It's the same thing. It's like the product rule where the derivative of the metric vanishes.
You can see Do Carmo's (Riemannian geometry) definition in his chapter on affine connections where he defines the compatibility with the metric.
If you look at do Carmo's Riemannian Geometry, page 50, Definition 2.1, you will see that he defines affine connection as a map from ##\chi(M)\times\chi(M)## to ##\chi(M)##, where ##\chi(M)## is a set of vector fields. In a physics-friendly language, this means that the affine connection is an object with 3 indices, all of which belong to the same space ##\chi(M)##. Indeed, the Christoffel connection ##\Gamma^{\mu}_{\alpha\beta}## has 3 such indices.
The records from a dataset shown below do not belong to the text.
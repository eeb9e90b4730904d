//! Authentication extractors.
//!
//! This module provides extractors for:
//! - `AuthUser` - End-user authentication via identity-provider JWT
//! - `AdminAuth` - Admin authentication for privileged endpoints
//!
//! Tokens are verified with a shared HS256 secret when `AUTH_JWT_SECRET` is
//! set, otherwise as RS256 against the keys published at `AUTH_JWKS_URL`.
//! The verified `sub` claim is the user's external id; the user record is
//! created with the signup grant on first sight.

use std::collections::HashMap;
use std::sync::Arc;
use std::time::{Duration, Instant};

use async_trait::async_trait;
use axum::extract::FromRequestParts;
use axum::http::request::Parts;
use jsonwebtoken::{decode, decode_header, Algorithm, DecodingKey, Validation};
use serde::{Deserialize, Serialize};
use tokio::sync::RwLock;

use genledger_core::User;

use crate::config::ServiceConfig;
use crate::error::ApiError;
use crate::state::AppState;

// ============================================================================
// Constants
// ============================================================================

/// How long to cache JWKS keys before refreshing.
const JWKS_CACHE_DURATION: Duration = Duration::from_secs(3600);

/// Timeout for JWKS fetch requests.
const JWKS_FETCH_TIMEOUT: Duration = Duration::from_secs(10);

/// An authenticated user.
#[derive(Debug, Clone)]
pub struct AuthUser {
    /// The user record, created on first sight.
    pub user: User,
    /// The verified subject claim.
    pub subject: String,
}

#[async_trait]
impl FromRequestParts<Arc<AppState>> for AuthUser {
    type Rejection = ApiError;

    async fn from_request_parts(
        parts: &mut Parts,
        state: &Arc<AppState>,
    ) -> Result<Self, Self::Rejection> {
        let token = bearer_token(parts)?;
        let claims = validate_jwt(token, &state.config).await?;

        if claims.sub.trim().is_empty() {
            return Err(ApiError::Unauthorized);
        }

        let user = state.ledger.ensure_user(&claims.sub).await?;

        Ok(AuthUser {
            user,
            subject: claims.sub,
        })
    }
}

/// Admin authentication via API key.
///
/// Used for admin-only endpoints like granting credits manually.
/// Requires the `X-Admin-Key` header to match the configured admin key.
#[derive(Debug, Clone)]
pub struct AdminAuth {
    /// Admin identifier (for audit logging).
    pub admin_id: String,
}

#[async_trait]
impl FromRequestParts<Arc<AppState>> for AdminAuth {
    type Rejection = ApiError;

    async fn from_request_parts(
        parts: &mut Parts,
        state: &Arc<AppState>,
    ) -> Result<Self, Self::Rejection> {
        let Some(expected) = state.config.admin_api_key.as_deref() else {
            tracing::warn!("Admin key not configured - rejecting admin request");
            return Err(ApiError::Unauthorized);
        };

        let presented = header_str(parts, "x-admin-key").ok_or(ApiError::Unauthorized)?;
        if !verify_admin_key(expected, presented) {
            tracing::warn!("Invalid admin key");
            return Err(ApiError::Unauthorized);
        }

        let admin_id = header_str(parts, "x-admin-id")
            .unwrap_or("admin")
            .to_string();

        tracing::info!(admin_id = %admin_id, "Admin authenticated");

        Ok(AdminAuth { admin_id })
    }
}

fn header_str<'a>(parts: &'a Parts, name: &str) -> Option<&'a str> {
    parts.headers.get(name).and_then(|v| v.to_str().ok())
}

/// Constant-time admin key comparison.
fn verify_admin_key(expected: &str, presented: &str) -> bool {
    let expected = expected.as_bytes();
    let presented = presented.as_bytes();
    expected.len() == presented.len()
        && expected
            .iter()
            .zip(presented)
            .fold(0u8, |diff, (a, b)| diff | (a ^ b))
            == 0
}

fn bearer_token(parts: &Parts) -> Result<&str, ApiError> {
    header_str(parts, "authorization")
        .and_then(|v| v.strip_prefix("Bearer "))
        .map(str::trim)
        .filter(|token| !token.is_empty())
        .ok_or(ApiError::Unauthorized)
}

/// JWT claims the service reads.
#[derive(Debug, Clone, Serialize, Deserialize)]
pub struct JwtClaims {
    /// Subject (identity-provider user id).
    pub sub: String,
    /// Expiration time.
    pub exp: i64,
    /// Issuer.
    #[serde(default, skip_serializing_if = "Option::is_none")]
    pub iss: Option<String>,
    /// Audience (string or array).
    #[serde(default, skip_serializing_if = "Option::is_none")]
    pub aud: Option<serde_json::Value>,
}

/// Validate a token with whichever verifier is configured.
async fn validate_jwt(token: &str, config: &ServiceConfig) -> Result<JwtClaims, ApiError> {
    let (key, algorithm) = if let Some(secret) = &config.auth_jwt_secret {
        (DecodingKey::from_secret(secret.as_bytes()), Algorithm::HS256)
    } else if let Some(jwks_url) = &config.auth_jwks_url {
        let header = decode_header(token).map_err(|e| {
            tracing::debug!(error = %e, "Failed to decode JWT header");
            ApiError::Unauthorized
        })?;
        (
            get_decoding_key(header.kid.as_deref(), jwks_url).await?,
            Algorithm::RS256,
        )
    } else {
        tracing::warn!("No token verifier configured - rejecting request");
        return Err(ApiError::Unauthorized);
    };

    let validation = build_validation(algorithm, config);

    let token_data = decode::<JwtClaims>(token, &key, &validation).map_err(|e| {
        tracing::debug!(error = %e, "JWT validation failed");
        ApiError::Unauthorized
    })?;

    Ok(token_data.claims)
}

fn build_validation(algorithm: Algorithm, config: &ServiceConfig) -> Validation {
    let mut validation = Validation::new(algorithm);
    match &config.auth_audience {
        Some(audience) => validation.set_audience(&[audience]),
        None => validation.validate_aud = false,
    }
    if let Some(issuer) = &config.auth_issuer {
        validation.set_issuer(&[issuer]);
    }
    validation
}

// ============================================================================
// JWKS Client
// ============================================================================

/// JWKS (JSON Web Key Set) response structure.
#[derive(Debug, Clone, Deserialize)]
pub struct Jwks {
    /// List of JWK keys.
    pub keys: Vec<Jwk>,
}

/// Single JSON Web Key.
#[derive(Debug, Clone, Deserialize)]
pub struct Jwk {
    /// Key type (e.g., "RSA").
    pub kty: String,
    /// Key ID.
    pub kid: Option<String>,
    /// RSA public key modulus (base64url encoded).
    pub n: Option<String>,
    /// RSA public key exponent (base64url encoded).
    pub e: Option<String>,
}

/// JWKS cache entry.
struct JwksCache {
    client: reqwest::Client,
    /// Which endpoint the cached keys came from.
    source: Option<String>,
    keys: HashMap<String, DecodingKey>,
    /// Key for tokens without a `kid`.
    default_key: Option<DecodingKey>,
    last_updated: Instant,
}

impl JwksCache {
    fn new() -> Self {
        let client = reqwest::Client::builder()
            .timeout(JWKS_FETCH_TIMEOUT)
            .build()
            .unwrap_or_else(|_| reqwest::Client::new());

        Self {
            client,
            source: None,
            keys: HashMap::new(),
            default_key: None,
            last_updated: Instant::now(),
        }
    }

    fn is_fresh_for(&self, url: &str) -> bool {
        self.source.as_deref() == Some(url) && self.last_updated.elapsed() < JWKS_CACHE_DURATION
    }
}

/// Global JWKS cache (lazily initialized).
static JWKS_CACHE: std::sync::OnceLock<RwLock<JwksCache>> = std::sync::OnceLock::new();

fn get_jwks_cache() -> &'static RwLock<JwksCache> {
    JWKS_CACHE.get_or_init(|| RwLock::new(JwksCache::new()))
}

/// Get a decoding key from cache or fetch from the JWKS endpoint.
async fn get_decoding_key(kid: Option<&str>, jwks_url: &str) -> Result<DecodingKey, ApiError> {
    let cache = get_jwks_cache();

    {
        let cache_read = cache.read().await;
        if cache_read.is_fresh_for(jwks_url) {
            let cached = match kid {
                Some(kid) => cache_read.keys.get(kid),
                None => cache_read.default_key.as_ref(),
            };
            if let Some(key) = cached {
                return Ok(key.clone());
            }
        }
    }

    // Cache miss, expired, or an unknown kid after key rotation
    let client = cache.read().await.client.clone();
    let jwks = fetch_jwks(&client, jwks_url).await?;

    let mut cache_write = cache.write().await;
    cache_write.keys.clear();
    cache_write.default_key = None;
    cache_write.source = Some(jwks_url.to_string());
    cache_write.last_updated = Instant::now();

    for jwk in &jwks.keys {
        if let Some(decoding_key) = jwk_to_decoding_key(jwk) {
            if let Some(ref key_kid) = jwk.kid {
                cache_write.keys.insert(key_kid.clone(), decoding_key.clone());
            }
            if cache_write.default_key.is_none() {
                cache_write.default_key = Some(decoding_key);
            }
        }
    }

    let key = match kid {
        Some(kid) => cache_write.keys.get(kid).cloned(),
        None => cache_write.default_key.clone(),
    };
    key.ok_or(ApiError::Unauthorized)
}

async fn fetch_jwks(client: &reqwest::Client, jwks_url: &str) -> Result<Jwks, ApiError> {
    tracing::debug!(url = %jwks_url, "Fetching JWKS");

    let unavailable = |message: &str| ApiError::UpstreamUnavailable {
        message: message.to_string(),
        details: None,
    };

    let response = client.get(jwks_url).send().await.map_err(|e| {
        tracing::error!(error = %e, url = %jwks_url, "Failed to fetch JWKS");
        unavailable("Failed to fetch authentication keys")
    })?;

    if !response.status().is_success() {
        tracing::error!(
            status = %response.status(),
            url = %jwks_url,
            "JWKS fetch returned non-success status"
        );
        return Err(unavailable("Failed to fetch authentication keys"));
    }

    let jwks: Jwks = response.json().await.map_err(|e| {
        tracing::error!(error = %e, "Failed to parse JWKS response");
        unavailable("Failed to parse authentication keys")
    })?;

    tracing::info!(keys_count = %jwks.keys.len(), "JWKS fetched successfully");

    Ok(jwks)
}

fn jwk_to_decoding_key(jwk: &Jwk) -> Option<DecodingKey> {
    if jwk.kty != "RSA" {
        tracing::debug!(kty = %jwk.kty, "Skipping non-RSA JWK");
        return None;
    }

    let n = jwk.n.as_ref()?;
    let e = jwk.e.as_ref()?;

    DecodingKey::from_rsa_components(n, e).ok()
}

#[cfg(test)]
mod tests {
    use super::*;
    use jsonwebtoken::{encode, EncodingKey, Header};

    fn config(secret: &str) -> ServiceConfig {
        ServiceConfig {
            auth_jwt_secret: Some(secret.into()),
            ..ServiceConfig::default()
        }
    }

    fn token(secret: &str, claims: &JwtClaims) -> String {
        encode(
            &Header::default(),
            claims,
            &EncodingKey::from_secret(secret.as_bytes()),
        )
        .unwrap()
    }

    fn claims(sub: &str, exp_offset: i64) -> JwtClaims {
        JwtClaims {
            sub: sub.into(),
            exp: chrono::Utc::now().timestamp() + exp_offset,
            iss: None,
            aud: None,
        }
    }

    #[tokio::test]
    async fn hs256_token_validates() {
        let t = token("s3cret", &claims("user_1", 3600));
        let claims = validate_jwt(&t, &config("s3cret")).await.unwrap();
        assert_eq!(claims.sub, "user_1");
    }

    #[tokio::test]
    async fn wrong_secret_or_expired_token_is_rejected() {
        let t = token("other", &claims("user_1", 3600));
        assert!(validate_jwt(&t, &config("s3cret")).await.is_err());

        let t = token("s3cret", &claims("user_1", -3600));
        assert!(validate_jwt(&t, &config("s3cret")).await.is_err());
    }

    #[tokio::test]
    async fn issuer_and_audience_are_checked_when_configured() {
        let mut config = config("s3cret");
        config.auth_issuer = Some("https://id.example.com".into());
        config.auth_audience = Some("genledger".into());

        let mut good = claims("user_1", 3600);
        good.iss = Some("https://id.example.com".into());
        good.aud = Some(serde_json::json!("genledger"));
        assert!(validate_jwt(&token("s3cret", &good), &config).await.is_ok());

        let mut wrong_aud = good.clone();
        wrong_aud.aud = Some(serde_json::json!("someone-else"));
        assert!(validate_jwt(&token("s3cret", &wrong_aud), &config).await.is_err());
    }

    #[tokio::test]
    async fn no_verifier_rejects() {
        let t = token("s3cret", &claims("user_1", 3600));
        assert!(validate_jwt(&t, &ServiceConfig::default()).await.is_err());
    }

    #[test]
    fn admin_key_comparison() {
        assert!(verify_admin_key("k3y", "k3y"));
        assert!(!verify_admin_key("k3y", "k3z"));
        assert!(!verify_admin_key("k3y", "k3y-longer"));
        assert!(!verify_admin_key("k3y", ""));
    }

    #[test]
    fn non_rsa_jwk_is_skipped() {
        let jwk = Jwk {
            kty: "EC".into(),
            kid: Some("k1".into()),
            n: None,
            e: None,
        };
        assert!(jwk_to_decoding_key(&jwk).is_none());
    }
}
On the other hand, a Yang-Mills connection ##A^{\mu}_{ab}## has one spacetime index ##{\mu}## and two gauge group indices ##a,b##, so it is not an affine connection. The electromagnetic connection ##A^{\mu}\equiv A^{\mu}_{11}## is a special case of Yang-Mills, where the gauge-group indices are trivial because they take only one value 1 as the gauge group ##U(1)## is 1-dimensional. The Berry connection is very much like ##A^{\mu}## because both lack (non-trivial) lower indices. In other words, Berry connection is not an affine connection.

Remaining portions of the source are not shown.